Posted by Gerry Monroe, Senior Consultant

Two-factor authentication is an excellent way to keep your Salesforce account, or any account for that matter, secure. But two-factor authentication has a reputation for being inconvenient because one must carry around a device or token and type in a code in addition to a password. Fortunately, with the Salesforce Authenticator app on your mobile device you can automate two-factor authentication while still keeping log-in procedures convenient.

Additionally, two-factor authentication can be set up for only a subset of your users, or all of your users depending on your business requirements.

This post is going to cover an initial basic set-up of two-factor authentication and how to turn off two-factor authentication for when a user loses or upgrades their mobile device.

A few notes of caution before proceeding

First and foremost, do not create a situation where your entire Salesforce org is dependent on one mobile device. Mobile devices get lost or stolen or may go swimming while fishing; toddlers may use them for floatation tests in the bathroom…and the list goes on. Do not create a single point of failure. Assume that something bad will happen to the mobile device and have a Plan B. If all of your devices used for two-factor authentication will be in the same location, such as at home or flying on a plane, have a backup plan in case all of those devices are lost in the same event. After you have established those plans and start setting up two-factor authentication, don’t activate all of your users for this until you have tested this on a portion of your users. If you put all of your users on this and there’s a problem, then you risk not being able to log back into your Salesforce org.

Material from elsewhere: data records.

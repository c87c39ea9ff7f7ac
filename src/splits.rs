use std::fmt;

use serde::{Deserialize, Serialize};

use crate::diff::DiffEvent;

const DEFAULT_ROUTE: [&str; 7] = [
    "blinkUnlocked",
    "cloakUnlocked",
    "hulderBossfightBeaten",
    "mooseBossFightBeaten",
    "fafnirBossFightBeaten",
    "axeUnlocked",
    "galvanBossFightBeaten",
];

#[derive(Debug, Clone, PartialEq, Eq, Serialize, Deserialize)]
#[serde(rename_all = "camelCase")]
pub struct SplitTarget {
    pub event: String,
    pub value: String,
}

impl SplitTarget {
    pub fn new(event: impl Into<String>, value: impl Into<String>) -> Self {
        Self {
            event: event.into(),
            value: value.into(),
        }
    }

    /// Scalar changes match on their new value; set changes match when the target
    /// value is among the added items. Removals and record changes never match.
    pub fn matches(&self, event: &DiffEvent) -> bool {
        match event {
            DiffEvent::FieldChanged { key, new_value } => {
                key.eq_ignore_ascii_case(&self.event) && new_value.eq_ignore_ascii_case(&self.value)
            }
            DiffEvent::SetItemsChanged { key, added, .. } => {
                key.eq_ignore_ascii_case(&self.event)
                    && added.iter().any(|item| item.eq_ignore_ascii_case(&self.value))
            }
            DiffEvent::SlotAdded { .. }
            | DiffEvent::SlotRemoved { .. }
            | DiffEvent::RecordsChanged { .. } => false,
        }
    }
}

impl fmt::Display for SplitTarget {
    fn fmt(&self, f: &mut fmt::Formatter<'_>) -> fmt::Result {
        write!(f, "{}: {}", self.event, self.value)
    }
}

pub fn default_split_route() -> Vec<SplitTarget> {
    DEFAULT_ROUTE
        .iter()
        .map(|event| SplitTarget::new(*event, "true"))
        .collect()
}

#[derive(Debug, Clone, Copy, PartialEq, Eq, Serialize)]
#[serde(tag = "status", rename_all = "camelCase")]
pub enum TrackerStatus {
    Inactive,
    Active { position: usize },
    Completed,
}

#[derive(Debug, Clone, Copy, PartialEq, Eq, Serialize)]
#[serde(rename_all = "camelCase")]
pub struct TrackerState {
    pub position: Option<usize>,
    pub active: bool,
    pub completed: bool,
}

#[derive(Debug, Clone, PartialEq, Eq, Serialize)]
#[serde(rename_all = "camelCase")]
pub struct SplitRow {
    pub number: usize,
    pub event: String,
    pub value: String,
    pub completed: bool,
    #[serde(skip_serializing_if = "Option::is_none")]
    pub duration: Option<String>,
}

impl SplitRow {
    /// `index|event: value|duration`, the completed-run export row.
    pub fn export_line(&self) -> String {
        format!(
            "{}|{}: {}|{}",
            self.number,
            self.event,
            self.value,
            self.duration.as_deref().unwrap_or_default()
        )
    }
}

#[derive(Debug, Clone, PartialEq, Eq)]
pub struct SplitAdvance {
    pub number: usize,
    pub target: SplitTarget,
    pub duration_label: Option<String>,
    pub run_completed: bool,
}

/// Ordered milestone tracker driven by classified slot events.
///
/// The cursor only moves forward. Any change to the target list restarts it.
#[derive(Debug, Clone)]
pub struct SplitsTracker {
    targets: Vec<SplitTarget>,
    durations: Vec<Option<String>>,
    status: TrackerStatus,
}

impl SplitsTracker {
    pub fn new(targets: Vec<SplitTarget>) -> Self {
        let mut tracker = Self {
            targets,
            durations: Vec::new(),
            status: TrackerStatus::Inactive,
        };
        tracker.reset();
        tracker
    }

    pub fn replace_targets(&mut self, targets: Vec<SplitTarget>) {
        self.targets = targets;
        self.reset();
    }

    pub fn reset(&mut self) {
        self.durations = vec![None; self.targets.len()];
        self.status = if self.targets.is_empty() {
            TrackerStatus::Inactive
        } else {
            TrackerStatus::Active { position: 0 }
        };
    }

    pub fn targets(&self) -> &[SplitTarget] {
        &self.targets
    }

    pub fn status(&self) -> TrackerStatus {
        self.status
    }

    pub fn state(&self) -> TrackerState {
        match self.status {
            TrackerStatus::Inactive => TrackerState {
                position: None,
                active: false,
                completed: false,
            },
            TrackerStatus::Active { position } => TrackerState {
                position: Some(position),
                active: true,
                completed: false,
            },
            TrackerStatus::Completed => TrackerState {
                position: None,
                active: false,
                completed: true,
            },
        }
    }

    pub fn is_completed(&self) -> bool {
        self.status == TrackerStatus::Completed
    }

    pub fn next_split(&self) -> Option<&SplitTarget> {
        match self.status {
            TrackerStatus::Active { position } => self.targets.get(position),
            TrackerStatus::Inactive | TrackerStatus::Completed => None,
        }
    }

    /// Feeds one event to the tracker; returns the completed split when it advanced.
    pub fn consume(&mut self, event: &DiffEvent, duration_label: Option<&str>) -> Option<SplitAdvance> {
        let TrackerStatus::Active { position } = self.status else {
            return None;
        };

        let target = self.targets.get(position)?;
        if !target.matches(event) {
            return None;
        }

        let target = target.clone();
        if let Some(duration) = self.durations.get_mut(position) {
            *duration = duration_label.map(str::to_string);
        }

        let next_position = position + 1;
        let run_completed = next_position >= self.targets.len();
        self.status = if run_completed {
            TrackerStatus::Completed
        } else {
            TrackerStatus::Active {
                position: next_position,
            }
        };

        Some(SplitAdvance {
            number: next_position,
            target,
            duration_label: duration_label.map(str::to_string),
            run_completed,
        })
    }

    pub fn rows(&self) -> Vec<SplitRow> {
        let completed_count = match self.status {
            TrackerStatus::Inactive => 0,
            TrackerStatus::Active { position } => position,
            TrackerStatus::Completed => self.targets.len(),
        };

        self.targets
            .iter()
            .enumerate()
            .map(|(index, target)| SplitRow {
                number: index + 1,
                event: target.event.clone(),
                value: target.value.clone(),
                completed: index < completed_count,
                duration: self.durations.get(index).cloned().flatten(),
            })
            .collect()
    }
}
/// Outbound signals for an external speedrun timer.
pub trait TimerBridge: Send {
    fn start(&mut self) -> Result<(), String>;
    fn reset(&mut self) -> Result<(), String>;
    fn split(&mut self) -> Result<(), String>;
}

#[derive(Debug, Default)]
pub struct NoopTimerBridge;

impl TimerBridge for NoopTimerBridge {
    fn start(&mut self) -> Result<(), String> {
        Ok(())
    }

    fn reset(&mut self) -> Result<(), String> {
        Ok(())
    }

    fn split(&mut self) -> Result<(), String> {
        Ok(())
    }
}

/// Reports timer signals through the log instead of driving a real timer.
#[derive(Debug, Default)]
pub struct TracingTimerBridge {
    split_count: usize,
}

impl TimerBridge for TracingTimerBridge {
    fn start(&mut self) -> Result<(), String> {
        self.split_count = 0;
        tracing::info!("Timer started");
        Ok(())
    }

    fn reset(&mut self) -> Result<(), String> {
        self.split_count = 0;
        tracing::info!("Timer reset");
        Ok(())
    }

    fn split(&mut self) -> Result<(), String> {
        self.split_count += 1;
        tracing::info!(split_number = self.split_count, "Timer split");
        Ok(())
    }
}

#[cfg(test)]
pub(crate) mod tests {
    use super::TimerBridge;
    use std::sync::{Arc, Mutex};

    #[derive(Debug, Clone, Copy, PartialEq, Eq)]
    pub(crate) enum TimerSignal {
        Start,
        Reset,
        Split,
    }

    /// Records every signal it receives so tests can assert on the sequence.
    #[derive(Debug, Clone, Default)]
    pub(crate) struct RecordingTimerBridge {
        pub(crate) signals: Arc<Mutex<Vec<TimerSignal>>>,
    }

    impl RecordingTimerBridge {
        pub(crate) fn take(&self) -> Vec<TimerSignal> {
            self.signals
                .lock()
                .map(|mut signals| std::mem::take(&mut *signals))
                .unwrap_or_default()
        }

        fn record(&self, signal: TimerSignal) -> Result<(), String> {
            self.signals
                .lock()
                .map_err(|error| error.to_string())?
                .push(signal);
            Ok(())
        }
    }

    impl TimerBridge for RecordingTimerBridge {
        fn start(&mut self) -> Result<(), String> {
            self.record(TimerSignal::Start)
        }

        fn reset(&mut self) -> Result<(), String> {
            self.record(TimerSignal::Reset)
        }

        fn split(&mut self) -> Result<(), String> {
            self.record(TimerSignal::Split)
        }
    }

    #[test]
    fn recording_bridge_keeps_signal_order() {
        let mut bridge = RecordingTimerBridge::default();
        bridge.start().expect("Expected start to record");
        bridge.split().expect("Expected split to record");
        bridge.reset().expect("Expected reset to record");

        assert_eq!(
            bridge.take(),
            vec![TimerSignal::Start, TimerSignal::Split, TimerSignal::Reset]
        );
        assert!(bridge.take().is_empty());
    }
}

Until you have tested two-factor authentication thoroughly, you should have a set of users and at least one administrator that can log in using established procedures to rollback users out of any two-factor authentication configuration.

Always, always (and always), have an alternate administrator available. If you’re a small company or agency with only one administrator and that administrator uses two-factor authentication and somehow loses their device, getting back into your account may be difficult.

You can only connect one mobile device to a user. If you have more than one user accessing the same account, two-factor authentication may be inconvenient to use.

Here’s a general summary of what you will need to do:

1 – Install the Salesforce Authenticator on your mobile device.

2 – Create or modify a permission set or profile for two-factor authentication.

3 – Add users to the permission set or profile.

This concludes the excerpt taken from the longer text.